Q: I am a 66-year old single female. I currently rent a home for $875 per month (low for this area because I have been in this location for 9 years). My income includes Social Security (approximately $1,600 per month), earnings from two part-time jobs (approximately $170 per week), and two small retirement accounts that provide me with about $340 per month.
I have about $75,000 in savings. I have no credit card or other debt. I am considering purchasing a house. I am preapproved for $90,000 but the homes in my area are crazy expensive.
The homes I have looked at that I would feel comfortable living in start at about $130,000 (but are mostly higher). In order to purchase a property that expensive, I’d almost deplete my savings and use it towards the down payment and closing costs but my monthly payments would probably be less than what I’m paying now.
At my age would it be better for me to continue to rent and not worry about maintenance and taxes or a good investment to purchase?
A: We don’t think there is a right or wrong answer for you. This may be a great time for you to buy a home but it also may be the right time for you to stay put and continue to rent. That sounds pretty wishy-washy, but let us explain.
One issue that is important to consider is the length of time you plan to stay in your current rental or in a purchased property. If you had mentioned in your letter that you plan to move to a retirement community within a couple of years, buying now may not make much sense.
If you had said that you plan to stay put for as long as you can live on your own and your friends and family are all nearby, then the issue is finding a home that can allow you to live there for the next 10 or 15 years.
If you are considering buying a traditional multi-level home with stairs, you might reconsider that and think about your health and lifestyle in your 70s. While you may still be quite mobile for years to come, multi-story homes come with their challenges. If you have bedrooms on an upper floor and a basement level that you must access, those stairs could pose problems for you over time.
If the home you have found is on a single level, like a ranch, the next issue for you to consider is the upkeep, maintenance and repair for the home. As a renter, you might expect your landlord to take care of quite a fair number of items around a home, but as an owner, you’ll be responsible for all of these items. You will need to be prepared to handle major items as well as minor ones.
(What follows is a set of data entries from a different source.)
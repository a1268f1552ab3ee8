//! Script definitions (`views/NN_name.rql`, `packages/name.rql`)

use super::error::LoadError;
use regex::Regex;
use std::path::{Path, PathBuf};
use std::sync::LazyLock;
use walkdir::WalkDir;

/// Extension of script files; anything else in a script directory is ignored
pub const SCRIPT_EXTENSION: &str = "rql";

static VIEW_NAME: LazyLock<Regex> =
    LazyLock::new(|| Regex::new(r"^(\d{2})_(.+)$").expect("Invalid view name regex"));

/// A view created from a numbered script
#[derive(Debug, Clone, PartialEq, Eq)]
pub struct ViewDefinition {
    pub name: String,
    /// Creation order only; not part of the view's identity
    pub ordinal: u8,
    pub script: String,
    pub path: PathBuf,
}

/// A package created from a script
#[derive(Debug, Clone, PartialEq, Eq)]
pub struct PackageDefinition {
    pub name: String,
    pub script: String,
    pub path: PathBuf,
}

/// Load views, ordered by ordinal then file name
pub fn load_views(dir: &Path) -> Result<Vec<ViewDefinition>, LoadError> {
    let mut views = Vec::new();
    for (path, stem) in script_files(dir)? {
        let Some(caps) = VIEW_NAME.captures(&stem) else {
            return Err(LoadError::malformed_file(
                &path,
                format!("view file name must look like NN_name.{SCRIPT_EXTENSION}"),
            ));
        };
        let ordinal: u8 = caps[1]
            .parse()
            .map_err(|_| LoadError::malformed_file(&path, "invalid view ordinal"))?;
        views.push(ViewDefinition {
            name: caps[2].to_string(),
            ordinal,
            script: read_script(&path)?,
            path,
        });
    }

    views.sort_by(|a, b| (a.ordinal, &a.path).cmp(&(b.ordinal, &b.path)));
    super::ensure_unique("view", views.iter().map(|v| v.name.as_str()), dir)?;
    Ok(views)
}

/// Load packages, ordered by file name
pub fn load_packages(dir: &Path) -> Result<Vec<PackageDefinition>, LoadError> {
    let mut packages = Vec::new();
    for (path, stem) in script_files(dir)? {
        packages.push(PackageDefinition {
            name: stem,
            script: read_script(&path)?,
            path,
        });
    }
    Ok(packages)
}

/// `*.rql` files directly inside `dir`, sorted by file name, with their stems
fn script_files(dir: &Path) -> Result<Vec<(PathBuf, String)>, LoadError> {
    let mut files = Vec::new();

    for entry in WalkDir::new(dir)
        .min_depth(1)
        .max_depth(1)
        .sort_by_file_name()
    {
        let entry = entry.map_err(|e| {
            let path = e.path().unwrap_or(dir).to_path_buf();
            match e.into_io_error() {
                Some(io) => LoadError::io(&path, io),
                None => LoadError::malformed_file(&path, "filesystem loop"),
            }
        })?;

        if !entry.file_type().is_file() {
            continue;
        }
        let path = entry.path();
        if path.extension().and_then(|e| e.to_str()) != Some(SCRIPT_EXTENSION) {
            continue;
        }
        let Some(stem) = path.file_stem().and_then(|s| s.to_str()) else {
            return Err(LoadError::malformed_file(path, "file name is not valid UTF-8"));
        };
        files.push((path.to_path_buf(), stem.to_string()));
    }

    log::debug!("found {} script(s) in {}", files.len(), dir.display());
    Ok(files)
}

fn read_script(path: &Path) -> Result<String, LoadError> {
    let bytes = std::fs::read(path).map_err(|e| LoadError::io(path, e))?;
    String::from_utf8(bytes).map_err(|_| LoadError::malformed_file(path, "script is not valid UTF-8"))
}

#[cfg(test)]
mod tests {
    use super::*;
    use crate::definitions::error::LoadErrorKind;
    use std::fs;
    use tempfile::TempDir;

    fn dir_with(files: &[(&str, &str)]) -> TempDir {
        let dir = TempDir::new().unwrap();
        for (name, content) in files {
            fs::write(dir.path().join(name), content).unwrap();
        }
        dir
    }

    #[test]
    fn test_views_ordered_by_ordinal() {
        let dir = dir_with(&[
            ("02_b.rql", "select 2"),
            ("01_a.rql", "select 1"),
            ("10_z.rql", "select 10"),
        ]);
        let views = load_views(dir.path()).unwrap();
        let names: Vec<_> = views.iter().map(|v| v.name.as_str()).collect();
        assert_eq!(names, vec!["a", "b", "z"]);
        assert_eq!(views[0].ordinal, 1);
        assert_eq!(views[0].script, "select 1");
    }

    #[test]
    fn test_same_ordinal_ordered_by_file_name() {
        let dir = dir_with(&[("01_b.rql", ""), ("01_a.rql", "")]);
        let views = load_views(dir.path()).unwrap();
        assert_eq!(views[0].name, "a");
        assert_eq!(views[1].name, "b");
    }

    #[test]
    fn test_view_name_keeps_underscores() {
        let dir = dir_with(&[("03_monthly_sales.rql", "")]);
        let views = load_views(dir.path()).unwrap();
        assert_eq!(views[0].name, "monthly_sales");
    }

    #[test]
    fn test_non_script_files_ignored() {
        let dir = dir_with(&[("01_a.rql", ""), ("README.md", "docs"), ("notes.txt", "")]);
        fs::create_dir(dir.path().join("02_nested.rql")).unwrap();
        assert_eq!(load_views(dir.path()).unwrap().len(), 1);
    }

    #[test]
    fn test_view_without_ordinal_is_malformed() {
        for name in ["a.rql", "1_a.rql", "001_a.rql", "01_.rql", "ab_c.rql"] {
            let dir = dir_with(&[(name, "")]);
            let err = load_views(dir.path()).unwrap_err();
            assert_eq!(err.kind(), LoadErrorKind::MalformedRecord, "{name}");
        }
    }

    #[test]
    fn test_duplicate_view_name() {
        let dir = dir_with(&[("01_a.rql", ""), ("02_a.rql", "")]);
        let err = load_views(dir.path()).unwrap_err();
        assert_eq!(err.kind(), LoadErrorKind::DuplicateName);
    }

    #[test]
    fn test_packages_sorted_and_verbatim() {
        let body = "  fn x() = 1\n\n-- trailing\n";
        let dir = dir_with(&[("zeta.rql", "z"), ("alpha.rql", body)]);
        let packages = load_packages(dir.path()).unwrap();
        assert_eq!(packages[0].name, "alpha");
        assert_eq!(packages[0].script, body);
        assert_eq!(packages[1].name, "zeta");
    }

    #[test]
    fn test_invalid_utf8_is_malformed() {
        let dir = TempDir::new().unwrap();
        fs::write(dir.path().join("bad.rql"), [0xff, 0xfe, 0x00]).unwrap();
        let err = load_packages(dir.path()).unwrap_err();
        assert_eq!(err.kind(), LoadErrorKind::MalformedRecord);
    }

    #[test]
    fn test_empty_dir() {
        let dir = TempDir::new().unwrap();
        assert!(load_packages(dir.path()).unwrap().is_empty());
        assert!(load_views(dir.path()).unwrap().is_empty());
    }
}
From your letter, you have about $2,700 of monthly gross income coming in and you currently only pay about 32 percent of your gross income towards your rent. The amount you’re paying now is probably at the top end of what we’d like to see you spend towards your housing expenses. And that rent doesn’t include what you pay towards your renter’s insurance which you should have in place.
If you could pay less per month, that would be great, but we don’t think you should sacrifice your peace of mind and put all of your savings into buying a home. You might want or need that money for other purposes. Ideally, you’d want to go from your current rental to a home if you could keep your savings somewhat intact or still maintain a fair amount of money on hand for medical expenses, vacations, or any other expenditures you may want to make.
We certainly would never recommend that you buy a home and be left cash poor. If you are cash poor and worry every day about money, it would defeat the purpose of owning a home for you.
Finally, if you own a home, you shouldn’t expect a home to be an “investment” because the first and foremost reason for owning a home is to have a place for shelter and to call home.
Part of buying a home are all the costs involved with the purchase of the home, the move to the home, the redecorating of the home and many other invisible costs that people encounter when they move from boxes, tape, new furnishings to new kitchen appliances. When you sell a home, you have greater costs associated with the sale especially when you consider the commission you might have to pay a real estate broker on the sale. That’s all money out of your pocket.
Given these costs and expenses, you should expect to live in a home at least 5 to 7 years before you break even. You have some thinking to do before buying a home. Sit down, go through your anticipated expenses of owning a home and what possible expenses you’ll have over the next 10 years living in that home. Can you see yourself in that home 10 years from now? Will the expenses of owning a home be too much for you to handle? Are you looking to settle down or do you want flexibility over the next several years? And, above all, are your finances in a place to allow you to lock up cash in a home?
As you answer these questions, you’ll be in a better position to decide whether to buy or not. While interest rates are at historic lows, you know that real estate taxes will probably continue to go up as well as other home expenses. Will your income continue to come in as it does now or will it grow as other expenses grow?
One final issue, if you own a home, what impact will paying interest on your home mortgage and paying real estate taxes have on your federal income tax return? If you get a good tax benefit, you may look at your situation and see your financial picture a bit differently.
As you make your decision, write to us and tell us what you’ve decided to do.